Task to carry out> Only the lines below, from the one with "pub(crate) fn teardown_size(&self)" through the one with "let (initial, finalizers)", are to be written out, exactly.

----------

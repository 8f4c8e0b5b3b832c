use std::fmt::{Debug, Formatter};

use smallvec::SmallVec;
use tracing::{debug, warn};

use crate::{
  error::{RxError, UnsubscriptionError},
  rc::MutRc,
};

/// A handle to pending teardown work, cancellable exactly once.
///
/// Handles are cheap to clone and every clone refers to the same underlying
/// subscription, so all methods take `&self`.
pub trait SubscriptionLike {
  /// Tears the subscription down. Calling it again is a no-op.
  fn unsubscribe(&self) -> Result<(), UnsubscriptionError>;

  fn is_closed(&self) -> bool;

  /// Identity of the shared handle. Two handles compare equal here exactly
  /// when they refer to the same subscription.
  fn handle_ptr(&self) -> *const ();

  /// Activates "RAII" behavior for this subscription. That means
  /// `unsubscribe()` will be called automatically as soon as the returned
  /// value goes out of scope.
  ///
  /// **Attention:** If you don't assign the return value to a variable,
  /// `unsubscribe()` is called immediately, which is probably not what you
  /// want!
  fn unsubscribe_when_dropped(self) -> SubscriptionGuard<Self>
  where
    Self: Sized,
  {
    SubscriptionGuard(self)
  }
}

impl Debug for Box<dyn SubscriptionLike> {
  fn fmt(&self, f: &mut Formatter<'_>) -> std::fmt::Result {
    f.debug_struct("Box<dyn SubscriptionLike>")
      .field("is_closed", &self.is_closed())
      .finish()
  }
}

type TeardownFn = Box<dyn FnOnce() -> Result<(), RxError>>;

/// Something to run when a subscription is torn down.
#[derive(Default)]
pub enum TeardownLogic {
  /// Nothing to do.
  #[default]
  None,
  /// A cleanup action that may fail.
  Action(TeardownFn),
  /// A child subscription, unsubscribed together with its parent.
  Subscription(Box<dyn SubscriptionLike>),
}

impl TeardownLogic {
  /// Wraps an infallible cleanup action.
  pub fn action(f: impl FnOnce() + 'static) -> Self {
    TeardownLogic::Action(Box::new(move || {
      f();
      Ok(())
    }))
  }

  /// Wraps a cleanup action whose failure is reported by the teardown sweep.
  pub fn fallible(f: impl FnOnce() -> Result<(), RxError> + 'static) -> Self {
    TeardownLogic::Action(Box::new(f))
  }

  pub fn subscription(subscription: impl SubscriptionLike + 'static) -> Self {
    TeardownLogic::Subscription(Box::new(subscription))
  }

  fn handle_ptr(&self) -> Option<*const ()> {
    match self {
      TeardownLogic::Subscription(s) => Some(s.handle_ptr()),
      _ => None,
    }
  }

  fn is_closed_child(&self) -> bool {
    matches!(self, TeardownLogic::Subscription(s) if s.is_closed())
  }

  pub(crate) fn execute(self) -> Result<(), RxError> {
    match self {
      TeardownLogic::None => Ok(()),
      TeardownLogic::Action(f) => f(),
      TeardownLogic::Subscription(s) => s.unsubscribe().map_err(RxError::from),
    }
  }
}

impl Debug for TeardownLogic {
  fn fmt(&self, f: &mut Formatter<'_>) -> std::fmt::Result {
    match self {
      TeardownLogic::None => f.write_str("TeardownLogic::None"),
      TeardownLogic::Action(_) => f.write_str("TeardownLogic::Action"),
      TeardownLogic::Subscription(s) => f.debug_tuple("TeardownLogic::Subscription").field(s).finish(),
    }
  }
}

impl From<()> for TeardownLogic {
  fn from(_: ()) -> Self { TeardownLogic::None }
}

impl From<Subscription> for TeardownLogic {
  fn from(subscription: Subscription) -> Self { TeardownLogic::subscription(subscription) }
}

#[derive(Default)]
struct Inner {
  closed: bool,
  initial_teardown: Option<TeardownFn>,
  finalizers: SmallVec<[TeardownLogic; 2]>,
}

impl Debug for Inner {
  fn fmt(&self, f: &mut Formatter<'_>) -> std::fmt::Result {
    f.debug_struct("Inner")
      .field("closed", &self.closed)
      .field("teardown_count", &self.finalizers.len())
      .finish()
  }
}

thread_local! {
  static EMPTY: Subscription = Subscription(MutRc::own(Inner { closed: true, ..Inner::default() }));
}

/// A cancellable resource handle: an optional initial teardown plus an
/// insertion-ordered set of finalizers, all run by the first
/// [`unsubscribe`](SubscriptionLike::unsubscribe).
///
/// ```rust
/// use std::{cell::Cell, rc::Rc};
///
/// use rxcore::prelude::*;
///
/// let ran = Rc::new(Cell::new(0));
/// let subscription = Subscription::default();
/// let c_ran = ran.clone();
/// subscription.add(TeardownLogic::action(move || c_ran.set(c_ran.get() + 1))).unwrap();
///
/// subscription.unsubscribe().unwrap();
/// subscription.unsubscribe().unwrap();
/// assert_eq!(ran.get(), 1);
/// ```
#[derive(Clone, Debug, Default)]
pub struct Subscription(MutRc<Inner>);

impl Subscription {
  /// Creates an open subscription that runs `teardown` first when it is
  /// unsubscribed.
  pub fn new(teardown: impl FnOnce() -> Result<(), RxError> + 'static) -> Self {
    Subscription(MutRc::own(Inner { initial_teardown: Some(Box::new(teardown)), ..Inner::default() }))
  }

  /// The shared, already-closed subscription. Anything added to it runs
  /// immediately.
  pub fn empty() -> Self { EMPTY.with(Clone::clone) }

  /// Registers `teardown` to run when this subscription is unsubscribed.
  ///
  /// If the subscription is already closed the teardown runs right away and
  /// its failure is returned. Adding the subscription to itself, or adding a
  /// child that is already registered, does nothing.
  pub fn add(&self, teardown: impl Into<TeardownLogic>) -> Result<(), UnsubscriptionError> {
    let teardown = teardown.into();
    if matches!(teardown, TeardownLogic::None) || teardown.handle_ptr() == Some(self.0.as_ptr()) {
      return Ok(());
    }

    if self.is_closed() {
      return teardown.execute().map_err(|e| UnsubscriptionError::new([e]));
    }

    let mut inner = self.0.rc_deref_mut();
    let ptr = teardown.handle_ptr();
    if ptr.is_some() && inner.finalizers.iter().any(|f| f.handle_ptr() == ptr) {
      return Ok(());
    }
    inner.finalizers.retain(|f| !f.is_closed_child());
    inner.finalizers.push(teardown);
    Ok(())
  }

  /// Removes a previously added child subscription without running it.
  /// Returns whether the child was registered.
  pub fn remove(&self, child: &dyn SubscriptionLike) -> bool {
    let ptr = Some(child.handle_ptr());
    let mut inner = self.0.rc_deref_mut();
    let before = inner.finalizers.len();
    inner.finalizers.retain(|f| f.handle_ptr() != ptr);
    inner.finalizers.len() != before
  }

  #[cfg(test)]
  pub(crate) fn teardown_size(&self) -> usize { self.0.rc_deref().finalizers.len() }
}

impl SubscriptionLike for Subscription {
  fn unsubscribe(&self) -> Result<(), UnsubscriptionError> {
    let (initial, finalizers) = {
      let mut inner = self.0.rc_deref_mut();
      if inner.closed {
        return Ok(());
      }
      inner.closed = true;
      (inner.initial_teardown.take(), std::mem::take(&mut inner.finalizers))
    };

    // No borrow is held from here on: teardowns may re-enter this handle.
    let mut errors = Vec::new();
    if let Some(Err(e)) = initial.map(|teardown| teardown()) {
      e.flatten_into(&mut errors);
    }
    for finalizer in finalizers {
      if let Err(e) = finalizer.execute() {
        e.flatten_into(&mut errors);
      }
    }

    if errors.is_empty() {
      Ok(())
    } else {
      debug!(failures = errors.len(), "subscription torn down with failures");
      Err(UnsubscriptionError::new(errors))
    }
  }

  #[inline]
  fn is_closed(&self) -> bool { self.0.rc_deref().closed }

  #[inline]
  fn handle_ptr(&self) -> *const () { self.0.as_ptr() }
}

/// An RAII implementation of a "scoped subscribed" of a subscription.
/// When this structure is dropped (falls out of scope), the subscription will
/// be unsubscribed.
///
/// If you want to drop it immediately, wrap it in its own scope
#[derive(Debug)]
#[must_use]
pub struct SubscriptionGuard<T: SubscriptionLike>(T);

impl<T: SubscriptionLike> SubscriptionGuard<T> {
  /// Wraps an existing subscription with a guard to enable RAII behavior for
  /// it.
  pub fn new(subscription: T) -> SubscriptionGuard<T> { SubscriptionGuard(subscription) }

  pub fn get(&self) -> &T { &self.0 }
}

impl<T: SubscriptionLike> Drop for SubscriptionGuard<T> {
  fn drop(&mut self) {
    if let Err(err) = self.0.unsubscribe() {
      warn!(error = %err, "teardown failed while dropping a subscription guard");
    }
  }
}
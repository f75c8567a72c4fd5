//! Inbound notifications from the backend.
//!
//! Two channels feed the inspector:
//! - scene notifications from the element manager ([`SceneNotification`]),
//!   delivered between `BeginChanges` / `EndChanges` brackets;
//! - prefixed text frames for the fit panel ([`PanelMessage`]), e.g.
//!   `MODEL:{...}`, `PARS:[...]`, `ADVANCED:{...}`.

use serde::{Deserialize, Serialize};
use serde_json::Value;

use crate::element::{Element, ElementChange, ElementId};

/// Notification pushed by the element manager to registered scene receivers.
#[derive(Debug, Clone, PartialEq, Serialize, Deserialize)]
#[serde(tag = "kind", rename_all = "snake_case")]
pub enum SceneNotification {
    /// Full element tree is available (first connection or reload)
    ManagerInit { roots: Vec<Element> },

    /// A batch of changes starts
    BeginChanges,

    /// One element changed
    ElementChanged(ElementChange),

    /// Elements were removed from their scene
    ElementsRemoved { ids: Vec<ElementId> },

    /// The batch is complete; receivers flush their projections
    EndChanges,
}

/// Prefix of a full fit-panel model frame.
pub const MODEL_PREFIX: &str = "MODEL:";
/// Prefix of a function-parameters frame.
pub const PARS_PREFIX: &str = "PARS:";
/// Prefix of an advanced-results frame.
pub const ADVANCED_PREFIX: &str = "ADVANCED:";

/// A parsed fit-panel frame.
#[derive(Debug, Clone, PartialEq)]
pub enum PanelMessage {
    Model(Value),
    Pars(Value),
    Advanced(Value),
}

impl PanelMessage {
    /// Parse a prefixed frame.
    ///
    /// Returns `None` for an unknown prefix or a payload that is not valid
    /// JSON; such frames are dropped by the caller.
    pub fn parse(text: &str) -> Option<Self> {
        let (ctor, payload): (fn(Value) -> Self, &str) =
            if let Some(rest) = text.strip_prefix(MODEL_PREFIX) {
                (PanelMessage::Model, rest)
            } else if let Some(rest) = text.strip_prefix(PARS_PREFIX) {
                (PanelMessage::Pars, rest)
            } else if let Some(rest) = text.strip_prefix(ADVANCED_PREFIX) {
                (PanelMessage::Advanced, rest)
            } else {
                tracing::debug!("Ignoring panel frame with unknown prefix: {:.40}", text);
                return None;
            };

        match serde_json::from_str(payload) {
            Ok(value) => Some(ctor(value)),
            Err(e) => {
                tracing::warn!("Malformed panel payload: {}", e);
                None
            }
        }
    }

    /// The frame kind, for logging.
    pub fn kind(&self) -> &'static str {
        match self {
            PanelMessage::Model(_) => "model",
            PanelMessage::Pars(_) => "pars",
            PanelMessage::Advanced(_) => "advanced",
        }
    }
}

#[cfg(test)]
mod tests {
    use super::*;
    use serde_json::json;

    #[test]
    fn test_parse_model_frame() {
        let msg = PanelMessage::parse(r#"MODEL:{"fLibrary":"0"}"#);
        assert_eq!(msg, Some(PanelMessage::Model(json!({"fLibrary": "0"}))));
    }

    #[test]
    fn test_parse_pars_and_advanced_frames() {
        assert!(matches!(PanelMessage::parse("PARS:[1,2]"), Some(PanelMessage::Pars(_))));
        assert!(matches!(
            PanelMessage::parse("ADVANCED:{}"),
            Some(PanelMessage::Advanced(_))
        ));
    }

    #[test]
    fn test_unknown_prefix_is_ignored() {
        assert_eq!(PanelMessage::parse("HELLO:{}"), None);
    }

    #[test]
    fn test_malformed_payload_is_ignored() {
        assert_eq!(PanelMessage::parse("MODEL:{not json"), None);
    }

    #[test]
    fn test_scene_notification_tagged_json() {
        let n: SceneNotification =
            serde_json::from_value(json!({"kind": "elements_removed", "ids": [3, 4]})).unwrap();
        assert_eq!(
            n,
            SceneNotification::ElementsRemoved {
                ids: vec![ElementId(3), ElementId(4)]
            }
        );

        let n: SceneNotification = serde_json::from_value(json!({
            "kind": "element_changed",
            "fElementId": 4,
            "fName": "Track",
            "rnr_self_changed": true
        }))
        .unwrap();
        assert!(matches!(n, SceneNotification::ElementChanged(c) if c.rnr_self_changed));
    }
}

----------

Response below>
  pub(crate) fn teardown_size(&self) -> usize { self.0.rc_deref().finalizers.len() }
}

impl SubscriptionLike for Subscription {
  fn unsubscribe(&self) -> Result<(), UnsubscriptionError> {
    let (initial, finalizers) = {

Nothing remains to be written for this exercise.